Il Consiglio di Stato, con sentenza del 1 marzo 2023, ha respinto l’appello dell’Agenzia delle Dogane e Monopoli/Mef con la quale si chiedeva la riforma della pronuncia del Tar del Lazio in materia di minimi garantiti.
Il collegio ha ritenuto che corretta la statuizione “del primo giudice, secondo cui i provvedimenti di riscossione delle somme per il raggiungimento del c.d. minimo garantito non avrebbero potuto essere adottati prima della definizione delle c.d. misure di salvaguardia, di talché detti provvedimenti (nel presente giudizio, relativi alle somme dovute per l’anno 2007) manifestano la loro illegittimità in quanto adottati senza la previa definizione di un provvedimento (a portata generale, ma incidente sulla posizione di ciascun concessionario) necessariamente presupposto a quelli qui impugnati (v., sul punto, anche la citata sentenza n. 7641 del 28 luglio 2009, non impugnata e, dunque, passata in giudicato).
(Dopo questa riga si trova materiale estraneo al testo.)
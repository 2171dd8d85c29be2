//! Engine configuration.
//!
//! [`EngineConfig`] is the loose, deserializable form (every field defaults to
//! the values in [`crate::constants`]). [`EngineConfig::validate`] checks every
//! bound once and produces an immutable [`Config`], which is the only form the
//! engine accepts.

use crate::constants::*;
use crate::error::ConfigError;
use serde::{Deserialize, Deserializer, Serialize};
use std::ops::Deref;

#[derive(Clone, Debug, PartialEq, Serialize, Deserialize)]
#[serde(default)]
pub struct WeightRange {
    pub min: f32,
    pub max: f32,
    pub base: f32,
}

impl Default for WeightRange {
    fn default() -> Self {
        Self {
            min: WEIGHT_MIN,
            max: WEIGHT_MAX,
            base: WEIGHT_BASE,
        }
    }
}

#[derive(Clone, Debug, PartialEq, Serialize, Deserialize)]
#[serde(default)]
pub struct DistortionRange {
    pub max: f32,
}

impl Default for DistortionRange {
    fn default() -> Self {
        Self {
            max: DISTORTION_MAX,
        }
    }
}

#[derive(Clone, Debug, PartialEq, Serialize, Deserialize)]
#[serde(default)]
pub struct PointerTuning {
    pub range: f32,
    pub weight_gain: f32,
    pub distortion_gain: f32,
    pub velocity_distortion_gain: f32,
    pub max_velocity: f32,
    pub velocity_decay: f32,
}

impl Default for PointerTuning {
    fn default() -> Self {
        Self {
            range: MOUSE_RANGE,
            weight_gain: POINTER_WEIGHT_GAIN,
            distortion_gain: POINTER_DISTORTION_GAIN,
            velocity_distortion_gain: POINTER_VELOCITY_DISTORTION_GAIN,
            max_velocity: POINTER_MAX_VELOCITY,
            velocity_decay: POINTER_VELOCITY_DECAY,
        }
    }
}

/// Decay factor and gains for one impulse.
#[derive(Clone, Debug, PartialEq, Serialize, Deserialize)]
pub struct ImpulseGains {
    pub decay: f32,
    pub weight_gain: f32,
    pub distortion_gain: f32,
}

// A gains block may name any subset of its fields; the rest keep the
// defaults of the impulse it belongs to.
#[derive(Deserialize)]
struct PartialGains {
    decay: Option<f32>,
    weight_gain: Option<f32>,
    distortion_gain: Option<f32>,
}

impl PartialGains {
    fn over(self, base: ImpulseGains) -> ImpulseGains {
        ImpulseGains {
            decay: self.decay.unwrap_or(base.decay),
            weight_gain: self.weight_gain.unwrap_or(base.weight_gain),
            distortion_gain: self.distortion_gain.unwrap_or(base.distortion_gain),
        }
    }
}

fn click_gains<'de, D: Deserializer<'de>>(d: D) -> Result<ImpulseGains, D::Error> {
    Ok(PartialGains::deserialize(d)?.over(ImpulseTuning::default().click))
}

fn keyboard_gains<'de, D: Deserializer<'de>>(d: D) -> Result<ImpulseGains, D::Error> {
    Ok(PartialGains::deserialize(d)?.over(ImpulseTuning::default().keyboard))
}

fn tap_gains<'de, D: Deserializer<'de>>(d: D) -> Result<ImpulseGains, D::Error> {
    Ok(PartialGains::deserialize(d)?.over(ImpulseTuning::default().tap))
}

fn tilt_gains<'de, D: Deserializer<'de>>(d: D) -> Result<ImpulseGains, D::Error> {
    Ok(PartialGains::deserialize(d)?.over(ImpulseTuning::default().tilt))
}

#[derive(Clone, Debug, PartialEq, Serialize, Deserialize)]
#[serde(default)]
pub struct ImpulseTuning {
    #[serde(deserialize_with = "click_gains")]
    pub click: ImpulseGains,
    #[serde(deserialize_with = "keyboard_gains")]
    pub keyboard: ImpulseGains,
    #[serde(deserialize_with = "tap_gains")]
    pub tap: ImpulseGains,
    /// Shared by both tilt axes; weight follows vertical tilt, distortion horizontal.
    #[serde(deserialize_with = "tilt_gains")]
    pub tilt: ImpulseGains,
    pub click_amount: f32,
    pub keyboard_amount: f32,
    pub tap_amount: f32,
}

impl Default for ImpulseTuning {
    fn default() -> Self {
        Self {
            click: ImpulseGains {
                decay: DECAY_CLICK,
                weight_gain: CLICK_WEIGHT_GAIN,
                distortion_gain: CLICK_DISTORTION_GAIN,
            },
            keyboard: ImpulseGains {
                decay: DECAY_KEYBOARD,
                weight_gain: KEYBOARD_WEIGHT_GAIN,
                distortion_gain: KEYBOARD_DISTORTION_GAIN,
            },
            tap: ImpulseGains {
                decay: DECAY_TAP,
                weight_gain: TAP_WEIGHT_GAIN,
                distortion_gain: TAP_DISTORTION_GAIN,
            },
            tilt: ImpulseGains {
                decay: DECAY_TILT,
                weight_gain: TILT_WEIGHT_GAIN,
                distortion_gain: TILT_DISTORTION_GAIN,
            },
            click_amount: CLICK_AMOUNT,
            keyboard_amount: KEYBOARD_AMOUNT,
            tap_amount: TAP_AMOUNT,
        }
    }
}

#[derive(Clone, Debug, PartialEq, Serialize, Deserialize)]
#[serde(default)]
pub struct CadenceTuning {
    pub window_ms: f64,
    pub rate_for_max: f32,
    pub idle_timeout_ms: f64,
    pub idle_decay: f32,
}

impl Default for CadenceTuning {
    fn default() -> Self {
        Self {
            window_ms: CADENCE_WINDOW_MS,
            rate_for_max: CADENCE_RATE_FOR_MAX,
            idle_timeout_ms: CADENCE_IDLE_TIMEOUT_MS,
            idle_decay: CADENCE_IDLE_DECAY,
        }
    }
}

#[derive(Clone, Debug, PartialEq, Serialize, Deserialize)]
#[serde(default)]
pub struct QualityTuning {
    pub target_fps: f32,
    pub history_len: usize,
    pub min_samples: usize,
    pub min_level: f32,
    pub degrade_margin: f32,
    pub recover_margin: f32,
    pub degrade_step: f32,
    pub recover_step: f32,
}

impl QualityTuning {
    /// Per-frame budget in milliseconds.
    #[inline]
    pub fn budget_ms(&self) -> f32 {
        1000.0 / self.target_fps
    }
}

impl Default for QualityTuning {
    fn default() -> Self {
        Self {
            target_fps: TARGET_FPS,
            history_len: QUALITY_HISTORY_LEN,
            min_samples: QUALITY_MIN_SAMPLES,
            min_level: QUALITY_MIN_LEVEL,
            degrade_margin: QUALITY_DEGRADE_MARGIN,
            recover_margin: QUALITY_RECOVER_MARGIN,
            degrade_step: QUALITY_DEGRADE_STEP,
            recover_step: QUALITY_RECOVER_STEP,
        }
    }
}

#[derive(Clone, Debug, PartialEq, Serialize, Deserialize)]
#[serde(default)]
pub struct SchedulerTuning {
    pub overrun_factor: f32,
    pub idle_timeout_ms: f64,
    pub idle_frames_before_throttle: u32,
    pub idle_frame_stride: u32,
}

impl Default for SchedulerTuning {
    fn default() -> Self {
        Self {
            overrun_factor: OVERRUN_FACTOR,
            idle_timeout_ms: IDLE_TIMEOUT_MS,
            idle_frames_before_throttle: IDLE_FRAMES_BEFORE_THROTTLE,
            idle_frame_stride: IDLE_FRAME_STRIDE,
        }
    }
}

#[derive(Clone, Debug, PartialEq, Serialize, Deserialize)]
#[serde(default)]
pub struct ThrottleTuning {
    pub pointer_ms: f64,
    pub keyboard_ms: f64,
    pub touch_ms: f64,
    pub orientation_ms: f64,
}

impl Default for ThrottleTuning {
    fn default() -> Self {
        Self {
            pointer_ms: POINTER_THROTTLE_MS,
            keyboard_ms: KEYBOARD_THROTTLE_MS,
            touch_ms: TOUCH_THROTTLE_MS,
            orientation_ms: ORIENTATION_THROTTLE_MS,
        }
    }
}

#[derive(Clone, Debug, PartialEq, Serialize, Deserialize)]
#[serde(default)]
pub struct GridTuning {
    pub pane_size: f32,
    pub max_panes: usize,
}

impl Default for GridTuning {
    fn default() -> Self {
        Self {
            pane_size: PANE_SIZE,
            max_panes: MAX_PANES,
        }
    }
}

/// Loose configuration as read from the page or built in code.
#[derive(Clone, Debug, PartialEq, Serialize, Deserialize)]
#[serde(default)]
pub struct EngineConfig {
    pub weight: WeightRange,
    pub distortion: DistortionRange,
    pub pointer: PointerTuning,
    pub impulses: ImpulseTuning,
    pub cadence: CadenceTuning,
    pub quality: QualityTuning,
    pub scheduler: SchedulerTuning,
    pub throttle: ThrottleTuning,
    pub grid: GridTuning,
    pub cache_duration_ms: f64,
    pub apply_epsilon: f32,
    pub seed: u64,
}

impl Default for EngineConfig {
    fn default() -> Self {
        Self {
            weight: WeightRange::default(),
            distortion: DistortionRange::default(),
            pointer: PointerTuning::default(),
            impulses: ImpulseTuning::default(),
            cadence: CadenceTuning::default(),
            quality: QualityTuning::default(),
            scheduler: SchedulerTuning::default(),
            throttle: ThrottleTuning::default(),
            grid: GridTuning::default(),
            cache_duration_ms: GEOMETRY_CACHE_MS,
            apply_epsilon: APPLY_EPSILON,
            seed: DEFAULT_SEED,
        }
    }
}

impl EngineConfig {
    /// Check every bound and freeze the configuration.
    pub fn validate(self) -> Result<Config, ConfigError> {
        let w = &self.weight;
        finite("weight.min", w.min)?;
        finite("weight.max", w.max)?;
        ordered("weight.min", w.min, "weight.max", w.max)?;
        within("weight.base", w.base, w.min, w.max)?;
        positive("distortion.max", self.distortion.max)?;

        let p = &self.pointer;
        positive("pointer.range", p.range)?;
        non_negative("pointer.weight_gain", p.weight_gain)?;
        non_negative("pointer.distortion_gain", p.distortion_gain)?;
        non_negative("pointer.velocity_distortion_gain", p.velocity_distortion_gain)?;
        positive("pointer.max_velocity", p.max_velocity)?;
        unit_open("pointer.velocity_decay", p.velocity_decay)?;

        let i = &self.impulses;
        for (name, g) in [
            ("impulses.click", &i.click),
            ("impulses.keyboard", &i.keyboard),
            ("impulses.tap", &i.tap),
            ("impulses.tilt", &i.tilt),
        ] {
            unit_open(name, g.decay)?;
            non_negative(name, g.weight_gain)?;
            non_negative(name, g.distortion_gain)?;
        }
        within("impulses.click_amount", i.click_amount, 0.0, 1.0)?;
        within("impulses.keyboard_amount", i.keyboard_amount, 0.0, 1.0)?;
        within("impulses.tap_amount", i.tap_amount, 0.0, 1.0)?;

        let c = &self.cadence;
        positive("cadence.window_ms", c.window_ms as f32)?;
        positive("cadence.rate_for_max", c.rate_for_max)?;
        non_negative("cadence.idle_timeout_ms", c.idle_timeout_ms as f32)?;
        unit_open("cadence.idle_decay", c.idle_decay)?;

        let q = &self.quality;
        positive("quality.target_fps", q.target_fps)?;
        if q.history_len == 0 {
            return Err(ConfigError::NotPositive {
                field: "quality.history_len",
                value: 0.0,
            });
        }
        if q.min_samples == 0 || q.min_samples > q.history_len {
            return Err(ConfigError::OutOfRange {
                field: "quality.min_samples",
                value: q.min_samples as f64,
                min: 1.0,
                max: q.history_len as f64,
            });
        }
        if !(q.min_level > 0.0 && q.min_level <= 1.0) {
            return Err(ConfigError::OutOfRange {
                field: "quality.min_level",
                value: q.min_level as f64,
                min: 0.0,
                max: 1.0,
            });
        }
        within("quality.degrade_margin", q.degrade_margin, 0.0, 4.0)?;
        within("quality.recover_margin", q.recover_margin, 0.0, 1.0)?;
        unit_open("quality.degrade_step", q.degrade_step)?;
        within("quality.recover_step", q.recover_step, 1.0, 2.0)?;

        let s = &self.scheduler;
        within("scheduler.overrun_factor", s.overrun_factor, 1.0, 10.0)?;
        non_negative("scheduler.idle_timeout_ms", s.idle_timeout_ms as f32)?;
        if s.idle_frame_stride == 0 {
            return Err(ConfigError::NotPositive {
                field: "scheduler.idle_frame_stride",
                value: 0.0,
            });
        }

        let t = &self.throttle;
        non_negative("throttle.pointer_ms", t.pointer_ms as f32)?;
        non_negative("throttle.keyboard_ms", t.keyboard_ms as f32)?;
        non_negative("throttle.touch_ms", t.touch_ms as f32)?;
        non_negative("throttle.orientation_ms", t.orientation_ms as f32)?;

        positive("grid.pane_size", self.grid.pane_size)?;
        if self.grid.max_panes == 0 {
            return Err(ConfigError::NotPositive {
                field: "grid.max_panes",
                value: 0.0,
            });
        }

        non_negative("cache_duration_ms", self.cache_duration_ms as f32)?;
        non_negative("apply_epsilon", self.apply_epsilon)?;

        Ok(Config(self))
    }
}

/// Validated, immutable engine configuration.
#[derive(Clone, Debug, PartialEq)]
pub struct Config(EngineConfig);

impl Default for Config {
    fn default() -> Self {
        // the built-in defaults always pass validation (tests/config_tests.rs)
        Config(EngineConfig::default())
    }
}

impl Deref for Config {
    type Target = EngineConfig;
    fn deref(&self) -> &EngineConfig {
        &self.0
    }
}

fn finite(field: &'static str, v: f32) -> Result<(), ConfigError> {
    if v.is_finite() {
        Ok(())
    } else {
        Err(ConfigError::NotPositive {
            field,
            value: v as f64,
        })
    }
}

fn positive(field: &'static str, v: f32) -> Result<(), ConfigError> {
    if v.is_finite() && v > 0.0 {
        Ok(())
    } else {
        Err(ConfigError::NotPositive {
            field,
            value: v as f64,
        })
    }
}

fn non_negative(field: &'static str, v: f32) -> Result<(), ConfigError> {
    within(field, v, 0.0, f32::MAX)
}

fn within(field: &'static str, v: f32, min: f32, max: f32) -> Result<(), ConfigError> {
    if v.is_finite() && v >= min && v <= max {
        Ok(())
    } else {
        Err(ConfigError::OutOfRange {
            field,
            value: v as f64,
            min: min as f64,
            max: max as f64,
        })
    }
}

// Decay-style factors: strictly inside (0, 1)
fn unit_open(field: &'static str, v: f32) -> Result<(), ConfigError> {
    if v.is_finite() && v > 0.0 && v < 1.0 {
        Ok(())
    } else {
        Err(ConfigError::OutOfRange {
            field,
            value: v as f64,
            min: 0.0,
            max: 1.0,
        })
    }
}

fn ordered(lower: &'static str, lo: f32, upper: &'static str, hi: f32) -> Result<(), ConfigError> {
    if lo < hi {
        Ok(())
    } else {
        Err(ConfigError::Inverted {
            lower,
            lower_value: lo as f64,
            upper,
            upper_value: hi as f64,
        })
    }
}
Anche se l’art. 10, comma 5, lett. b), del d.l. n. 16 del 2012, va qui ricordato, ha legittimamente abrogato le misure di salvaguardia, come ha statuito la Corte costituzionale la cui pronuncia di incostituzionalità non ha colpito, invero, tale abrogazione, rimane infatti fermo l’obbligo, per il legislatore, di adottare misure compensative per i concessionari “storici”, senza per questo perpetuare o incrementare illegittimi privilegi anticoncorrenziali per questi, in assenza di trasparenza e di concorrenza, già stigmatizzati, come rammentato le amministrazioni appellanti, dal giudice europeo in numerose pronunce, che hanno determinato la fondamentale apertura del settore alla concorrenza e all’indizione di gare per le concessioni in materia”.